Officials have agreed to construct a memorial to Serbs killed by Bosnian Army troops while the capital was under siege in the 1990s.The monument to around 30 victims, mostly Serbs, killed in Sarajevo during 1992 and 1993 by a group of Bosnian Army soldiers, will be built in the Kazani area, up the hill from where their bodies were exhumed from the deep hole in which they were dumped by the killers.
After signing a contract on Thursday with the mayor of Sarajevo, Alija Behmen, to open a tender for the monument’s construction, the vice-president of the Federation of Bosnia and Herzegovina, Svetozar Pudaric, said those who died deserved a memorial.
“A war crime was committed there, not a crime during the war, and we have the obligation to pay respect to that and to remember,” Pudaric said.
Behmen said that those responsible for the killings were a renegade group of soldiers from the Bosnian Army, which defended the city during the siege.
So far around 30 bodies have been exhumed from the hole at Kazani, most of them Serbs from Sarajevo and few Croats, but the final number of victims has not yet been determined nor all the bodies identified.

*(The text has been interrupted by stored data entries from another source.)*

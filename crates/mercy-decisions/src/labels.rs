//! Label derivation.
//!
//! Severity is always populated. A valid explicit label other than `None`
//! wins; otherwise the label is recomputed from `severity_score_7d`.
//! An explicit `"None"` counts as not supplied and is always recomputed,
//! so the label tracks the current score unless a stronger one overrides it.

use mercy_core::config::SeverityThresholds;
use mercy_core::models::{NormalizedDecision, SeverityLabel};

use crate::coercion::CoercedRow;

/// Band a score with the default thresholds (200 / 80 / 1).
pub fn derive_severity_label(score: u64) -> SeverityLabel {
    derive_severity_label_with(score, &SeverityThresholds::default())
}

/// Band a score. First match wins: high, then medium, then low.
pub fn derive_severity_label_with(score: u64, thresholds: &SeverityThresholds) -> SeverityLabel {
    if score >= thresholds.high {
        SeverityLabel::High
    } else if score >= thresholds.medium {
        SeverityLabel::Medium
    } else if score >= thresholds.low {
        SeverityLabel::Low
    } else {
        SeverityLabel::None
    }
}

pub fn resolve_severity_label(
    raw: Option<SeverityLabel>,
    score: u64,
    thresholds: &SeverityThresholds,
) -> SeverityLabel {
    match raw {
        Some(label) if label != SeverityLabel::None => label,
        _ => derive_severity_label_with(score, thresholds),
    }
}

/// Finish a coerced row. Trend and confidence pass through untouched.
pub fn label(row: CoercedRow, thresholds: &SeverityThresholds) -> NormalizedDecision {
    let severity_label =
        resolve_severity_label(row.raw_severity_label, row.severity_score_7d, thresholds);

    NormalizedDecision {
        signal_id: row.signal_id,
        prod_issues_24h: row.prod_issues_24h,
        prod_issues_7d: row.prod_issues_7d,
        last_prod_issue_at: row.last_prod_issue_at,
        minutes_since_last_prod_issue: row.minutes_since_last_prod_issue,
        production_status: row.production_status,
        severity_score_7d: row.severity_score_7d,
        suggested_action_code: row.suggested_action_code,
        suggested_action_text: row.suggested_action_text,
        status_reason_code: row.status_reason_code,
        severity_label,
        trend_label: row.trend_label,
        confidence_label: row.confidence_label,
    }
}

During and after the war, 14 people were found guilty of murders committed at Kazani but the case was never officially designated as a war crime.
The soldiers who carried out the killings were led by Musan Topalovic, alias Caco, the commander of the Tenth Mountain Brigade of the Bosnian Army.
Topalovic was killed in October 1993 and given a hero’s burial in a cemetery alongside army officials and the first Bosnian President Alija Izetbegovic.
However six other soldiers from the brigade were convicted over the killings and given jail sentences ranging from 10 months to six years.